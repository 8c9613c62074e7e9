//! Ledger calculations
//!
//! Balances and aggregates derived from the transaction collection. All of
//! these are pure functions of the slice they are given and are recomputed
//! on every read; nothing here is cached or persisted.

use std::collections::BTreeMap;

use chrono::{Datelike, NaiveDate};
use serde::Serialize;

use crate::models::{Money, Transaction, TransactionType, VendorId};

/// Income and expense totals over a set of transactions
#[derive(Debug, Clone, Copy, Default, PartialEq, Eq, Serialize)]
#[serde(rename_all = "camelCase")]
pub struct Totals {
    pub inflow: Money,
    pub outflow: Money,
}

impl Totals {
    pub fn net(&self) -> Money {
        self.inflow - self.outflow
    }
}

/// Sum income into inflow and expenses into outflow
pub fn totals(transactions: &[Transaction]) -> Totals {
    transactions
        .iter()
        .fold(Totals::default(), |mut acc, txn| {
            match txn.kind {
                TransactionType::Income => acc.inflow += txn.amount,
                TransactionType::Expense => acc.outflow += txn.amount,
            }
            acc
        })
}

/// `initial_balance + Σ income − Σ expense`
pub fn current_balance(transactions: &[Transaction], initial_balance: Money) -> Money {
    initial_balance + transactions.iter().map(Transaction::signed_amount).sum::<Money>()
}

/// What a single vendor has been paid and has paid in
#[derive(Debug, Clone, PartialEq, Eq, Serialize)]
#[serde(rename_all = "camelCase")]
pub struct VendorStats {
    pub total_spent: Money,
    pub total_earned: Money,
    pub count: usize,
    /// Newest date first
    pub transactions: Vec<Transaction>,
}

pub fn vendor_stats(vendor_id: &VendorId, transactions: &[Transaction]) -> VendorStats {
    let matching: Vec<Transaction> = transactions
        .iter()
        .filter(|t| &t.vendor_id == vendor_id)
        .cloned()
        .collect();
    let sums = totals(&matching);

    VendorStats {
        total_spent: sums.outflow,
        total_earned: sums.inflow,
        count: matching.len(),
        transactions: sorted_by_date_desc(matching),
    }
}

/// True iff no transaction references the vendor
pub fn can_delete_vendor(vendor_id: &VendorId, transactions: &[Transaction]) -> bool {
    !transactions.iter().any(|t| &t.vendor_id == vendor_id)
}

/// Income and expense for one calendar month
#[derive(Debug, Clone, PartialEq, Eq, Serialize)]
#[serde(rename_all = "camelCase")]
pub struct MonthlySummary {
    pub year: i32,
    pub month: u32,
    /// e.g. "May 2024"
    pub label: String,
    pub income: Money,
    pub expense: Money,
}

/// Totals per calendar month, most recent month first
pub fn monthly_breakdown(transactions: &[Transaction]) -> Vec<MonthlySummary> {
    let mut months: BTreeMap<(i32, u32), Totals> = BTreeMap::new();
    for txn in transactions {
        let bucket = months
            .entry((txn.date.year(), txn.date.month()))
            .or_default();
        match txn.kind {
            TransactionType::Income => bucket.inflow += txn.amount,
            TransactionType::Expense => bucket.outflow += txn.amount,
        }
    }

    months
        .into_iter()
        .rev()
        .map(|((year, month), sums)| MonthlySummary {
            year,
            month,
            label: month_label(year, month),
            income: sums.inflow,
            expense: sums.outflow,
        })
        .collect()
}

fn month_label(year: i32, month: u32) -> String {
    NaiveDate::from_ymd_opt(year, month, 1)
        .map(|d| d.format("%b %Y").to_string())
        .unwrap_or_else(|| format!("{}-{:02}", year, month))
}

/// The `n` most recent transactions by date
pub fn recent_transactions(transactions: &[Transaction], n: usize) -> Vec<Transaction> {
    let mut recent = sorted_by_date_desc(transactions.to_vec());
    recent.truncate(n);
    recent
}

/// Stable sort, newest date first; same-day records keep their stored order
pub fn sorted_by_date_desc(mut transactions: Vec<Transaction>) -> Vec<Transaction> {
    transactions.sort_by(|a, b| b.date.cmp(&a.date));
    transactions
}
++++++
**PROBLEM**
All of the material should be duplicated exactly.

**RESPONSE BOX**
repository 8c9613c62074e7e9
//! Ledger calculations
//!
//! Balances and aggregates derived from the transaction collection. All of
//! these are pure functions of the slice they are given and are recomputed
//! on every read; nothing here is cached or persisted.

use std::collections::BTreeMap;

use chrono::{Datelike, NaiveDate};
use serde::Serialize;

use crate::models::{Money, Transaction, TransactionType, VendorId};

/// Income and expense totals over a set of transactions
#[derive(Debug, Clone, Copy, Default, PartialEq, Eq, Serialize)]
#[serde(rename_all = "camelCase")]
pub struct Totals {
    pub inflow: Money,
    pub outflow: Money,
}

impl Totals {
    pub fn net(&self) -> Money {
        self.inflow - self.outflow
    }
}

/// Sum income into inflow and expenses into outflow
pub fn totals(transactions: &[Transaction]) -> Totals {
    transactions
        .iter()
        .fold(Totals::default(), |mut acc, txn| {
            match txn.kind {
                TransactionType::Income => acc.inflow += txn.amount,
                TransactionType::Expense => acc.outflow += txn.amount,
            }
            acc
        })
}

/// `initial_balance + Σ income − Σ expense`
pub fn current_balance(transactions: &[Transaction], initial_balance: Money) -> Money {
    initial_balance + transactions.iter().map(Transaction::signed_amount).sum::<Money>()
}

/// What a single vendor has been paid and has paid in
#[derive(Debug, Clone, PartialEq, Eq, Serialize)]
#[serde(rename_all = "camelCase")]
pub struct VendorStats {
    pub total_spent: Money,
    pub total_earned: Money,
    pub count: usize,
    /// Newest date first
    pub transactions: Vec<Transaction>,
}

pub fn vendor_stats(vendor_id: &VendorId, transactions: &[Transaction]) -> VendorStats {
    let matching: Vec<Transaction> = transactions
        .iter()
        .filter(|t| &t.vendor_id == vendor_id)
        .cloned()
        .collect();
    let sums = totals(&matching);

    VendorStats {
        total_spent: sums.outflow,
        total_earned: sums.inflow,
        count: matching.len(),
        transactions: sorted_by_date_desc(matching),
    }
}

/// True iff no transaction references the vendor
pub fn can_delete_vendor(vendor_id: &VendorId, transactions: &[Transaction]) -> bool {
    !transactions.iter().any(|t| &t.vendor_id == vendor_id)
}

/// Income and expense for one calendar month
#[derive(Debug, Clone, PartialEq, Eq, Serialize)]
#[serde(rename_all = "camelCase")]
pub struct MonthlySummary {
    pub year: i32,
    pub month: u32,
    /// e.g. "May 2024"
    pub label: String,
    pub income: Money,
    pub expense: Money,
}

/// Totals per calendar month, most recent month first
pub fn monthly_breakdown(transactions: &[Transaction]) -> Vec<MonthlySummary> {
    let mut months: BTreeMap<(i32, u32), Totals> = BTreeMap::new();
    for txn in transactions {
        let bucket = months
            .entry((txn.date.year(), txn.date.month()))
            .or_default();
        match txn.kind {
            TransactionType::Income => bucket.inflow += txn.amount,
            TransactionType::Expense => bucket.outflow += txn.amount,
        }
    }

    months
        .into_iter()
        .rev()
        .map(|((year, month), sums)| MonthlySummary {
            year,
            month,
            label: month_label(year, month),
            income: sums.inflow,
            expense: sums.outflow,
        })
        .collect()
}

fn month_label(year: i32, month: u32) -> String {
    NaiveDate::from_ymd_opt(year, month, 1)
        .map(|d| d.format("%b %Y").to_string())
        .unwrap_or_else(|| format!("{}-{:02}", year, month))
}

/// The `n` most recent transactions by date
pub fn recent_transactions(transactions: &[Transaction], n: usize) -> Vec<Transaction> {
    let mut recent = sorted_by_date_desc(transactions.to_vec());
    recent.truncate(n);
    recent
}

/// Stable sort, newest date first; same-day records keep their stored order
pub fn sorted_by_date_desc(mut transactions: Vec<Transaction>) -> Vec<Transaction> {
    transactions.sort_by(|a, b| b.date.cmp(&a.date));
    transactions
}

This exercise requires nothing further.